▶ _DESCRIPTION OF THE TASK_:
Your output should be the full listing, unchanged.

▶ _GIVEN RECORDS_:

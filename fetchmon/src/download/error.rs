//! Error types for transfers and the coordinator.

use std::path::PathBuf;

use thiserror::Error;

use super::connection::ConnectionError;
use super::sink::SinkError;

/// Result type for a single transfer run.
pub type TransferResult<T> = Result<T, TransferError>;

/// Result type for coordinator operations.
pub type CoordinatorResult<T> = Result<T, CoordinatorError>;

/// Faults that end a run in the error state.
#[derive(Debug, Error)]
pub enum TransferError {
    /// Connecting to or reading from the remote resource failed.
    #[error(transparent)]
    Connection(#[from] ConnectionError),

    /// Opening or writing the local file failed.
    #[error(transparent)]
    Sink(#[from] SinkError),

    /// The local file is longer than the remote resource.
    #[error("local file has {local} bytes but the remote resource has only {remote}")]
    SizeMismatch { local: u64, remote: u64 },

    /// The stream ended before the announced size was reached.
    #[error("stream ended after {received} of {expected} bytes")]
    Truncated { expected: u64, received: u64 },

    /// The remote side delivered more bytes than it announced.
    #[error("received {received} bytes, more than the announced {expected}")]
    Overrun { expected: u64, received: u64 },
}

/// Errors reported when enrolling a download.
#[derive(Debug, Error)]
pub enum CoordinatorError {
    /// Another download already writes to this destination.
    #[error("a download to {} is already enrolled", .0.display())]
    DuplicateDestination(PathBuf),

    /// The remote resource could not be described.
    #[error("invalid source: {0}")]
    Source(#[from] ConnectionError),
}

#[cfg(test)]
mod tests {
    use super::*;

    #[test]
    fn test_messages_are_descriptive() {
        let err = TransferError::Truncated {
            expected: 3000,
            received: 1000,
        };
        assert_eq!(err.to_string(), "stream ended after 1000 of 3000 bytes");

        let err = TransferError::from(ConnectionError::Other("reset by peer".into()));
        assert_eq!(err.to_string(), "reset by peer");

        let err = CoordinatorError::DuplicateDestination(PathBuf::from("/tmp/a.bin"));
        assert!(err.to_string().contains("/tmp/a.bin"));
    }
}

▶ _OUTPUT OF THE EXERCISE_:
filename fetchmon/src/download/error.rs
//! Error types for transfers and the coordinator.

use std::path::PathBuf;

use thiserror::Error;

use super::connection::ConnectionError;
use super::sink::SinkError;

/// Result type for a single transfer run.
pub type TransferResult<T> = Result<T, TransferError>;

/// Result type for coordinator operations.
pub type CoordinatorResult<T> = Result<T, CoordinatorError>;

/// Faults that end a run in the error state.
#[derive(Debug, Error)]
pub enum TransferError {
    /// Connecting to or reading from the remote resource failed.
    #[error(transparent)]
    Connection(#[from] ConnectionError),

    /// Opening or writing the local file failed.
    #[error(transparent)]
    Sink(#[from] SinkError),

    /// The local file is longer than the remote resource.
    #[error("local file has {local} bytes but the remote resource has only {remote}")]
    SizeMismatch { local: u64, remote: u64 },

    /// The stream ended before the announced size was reached.
    #[error("stream ended after {received} of {expected} bytes")]
    Truncated { expected: u64, received: u64 },

    /// The remote side delivered more bytes than it announced.
    #[error("received {received} bytes, more than the announced {expected}")]
    Overrun { expected: u64, received: u64 },
}

/// Errors reported when enrolling a download.
#[derive(Debug, Error)]
pub enum CoordinatorError {
    /// Another download already writes to this destination.
    #[error("a download to {} is already enrolled", .0.display())]
    DuplicateDestination(PathBuf),

    /// The remote resource could not be described.
    #[error("invalid source: {0}")]
    Source(#[from] ConnectionError),
}

#[cfg(test)]
mod tests {
    use super::*;

    #[test]
    fn test_messages_are_descriptive() {
        let err = TransferError::Truncated {
            expected: 3000,
            received: 1000,
        };
        assert_eq!(err.to_string(), "stream ended after 1000 of 3000 bytes");

        let err = TransferError::from(ConnectionError::Other("reset by peer".into()));
        assert_eq!(err.to_string(), "reset by peer");

        let err = CoordinatorError::DuplicateDestination(PathBuf::from("/tmp/a.bin"));
        assert!(err.to_string().contains("/tmp/a.bin"));
    }
}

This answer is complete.